*** Opening Recorded information ***
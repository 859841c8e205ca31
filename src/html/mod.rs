// src/html/mod.rs

use scraper::{ElementRef, Html, Node as DomNode, Selector};

/// Marker substituted for every `<br>` when a cell is linearised.
pub const LINE_BREAK: &str = "<br>";

/// Read-only view of a parsed element. The scraping logic only ever needs
/// these three accessors, so it stays independent of the parser behind them.
pub trait Node {
    /// Visible text of the element and all of its descendants.
    fn text(&self) -> String;

    fn attr(&self, name: &str) -> Option<&str>;

    /// Visible text with each `<br>` replaced by `marker`. Other inline
    /// markup such as `<b>` or `<a>` does not introduce a marker.
    fn text_with_breaks(&self, marker: &str) -> String;
}

impl Node for ElementRef<'_> {
    fn text(&self) -> String {
        ElementRef::text(self).collect()
    }

    fn attr(&self, name: &str) -> Option<&str> {
        self.value().attr(name)
    }

    fn text_with_breaks(&self, marker: &str) -> String {
        let mut out = String::new();
        for node in self.descendants() {
            match node.value() {
                DomNode::Text(text) => out.push_str(text),
                DomNode::Element(el) if el.name() == "br" => out.push_str(marker),
                _ => {}
            }
        }
        out
    }
}

/// A parsed HTML page.
pub struct Page {
    document: Html,
}

impl Page {
    /// Parses raw page bytes. Invalid UTF-8 is replaced rather than rejected;
    /// malformed markup is repaired by the parser.
    pub fn parse(bytes: &[u8]) -> Self {
        let body = String::from_utf8_lossy(bytes);
        Self {
            document: Html::parse_document(&body),
        }
    }

    /// Every `<a>` element in document order.
    pub fn anchors(&self) -> Vec<ElementRef<'_>> {
        self.select("a")
    }

    /// Every `<td>` element in document order, whatever table or row it sits in.
    pub fn cells(&self) -> Vec<ElementRef<'_>> {
        self.select("td")
    }

    fn select(&self, css: &str) -> Vec<ElementRef<'_>> {
        let selector = Selector::parse(css).expect("selector should parse");
        self.document.select(&selector).collect()
    }
}

#[cfg(test)]
mod tests {
    use super::*;

    #[test]
    fn test_text_with_breaks_marks_line_breaks() {
        let page = Page::parse(
            b"<table><tr><td>New Jersey<br>United</td><td><b>Boeing</b> 737</td></tr></table>",
        );
        let cells = page.cells();
        assert_eq!(cells.len(), 2);
        assert_eq!(cells[0].text_with_breaks(LINE_BREAK), "New Jersey<br>United");
        assert_eq!(Node::text(&cells[0]), "New JerseyUnited");
        assert_eq!(cells[1].text_with_breaks(LINE_BREAK), "Boeing 737");
    }

    #[test]
    fn test_anchor_attributes() {
        let page = Page::parse(b"<p><a href='/1970/1970.htm'>1970</a><a name='top'>x</a></p>");
        let anchors = page.anchors();
        assert_eq!(anchors.len(), 2);
        assert_eq!(Node::attr(&anchors[0], "href"), Some("/1970/1970.htm"));
        assert_eq!(Node::attr(&anchors[1], "href"), None);
    }
}
// src/main.rs

use anyhow::{Context, Result};
use clap::Parser;
use crashscraper::{config, ScrapeConfig, Scraper};
use tracing::{info, info_span};
use tracing_subscriber::{fmt, EnvFilter};

/// Scrape planecrashinfo.com year pages into output.json
#[derive(Parser, Debug)]
struct Args {
    /// First year to scrape (inclusive)
    #[arg(short, long, default_value_t = config::START_YEAR)]
    start: i32,

    /// Last year to scrape (inclusive); defaults to the current year
    #[arg(short, long, default_value_t = config::current_year())]
    end: i32,
}

#[tokio::main(flavor = "current_thread")]
async fn main() -> Result<()> {
    let args = Args::parse();

    // ─── 1) logging, scoped to this run ──────────────────────────────
    let env = EnvFilter::try_from_default_env().unwrap_or_else(|_| EnvFilter::new("info"));
    let subscriber = fmt::Subscriber::builder()
        .with_env_filter(env)
        .with_target(false)
        .finish();
    let _log_guard = tracing::subscriber::set_default(subscriber);

    // ─── 2) scrape ───────────────────────────────────────────────────
    let cfg = ScrapeConfig::new(args.start, args.end);
    let span = info_span!("crashscraper", start = cfg.start_year, end = cfg.end_year);
    let mut scraper = Scraper::new(cfg)?.with_span(span);
    scraper.scrape().await?;

    // ─── 3) write output ─────────────────────────────────────────────
    let out = &scraper.config().output_path;
    let data = scraper.processed_data()?;
    data.write_json(out)
        .with_context(|| format!("writing {}", out.display()))?;
    info!(records = data.data.len(), path = %out.display(), "wrote output");

    Ok(())
}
*** Closing Recorded information ***
### Your instructions
Whenever the word "Result" appears in a line of the listing, copy out that line.

### Solution for this exercise
use anyhow::{Context, Result};
async fn main() -> Result<()> {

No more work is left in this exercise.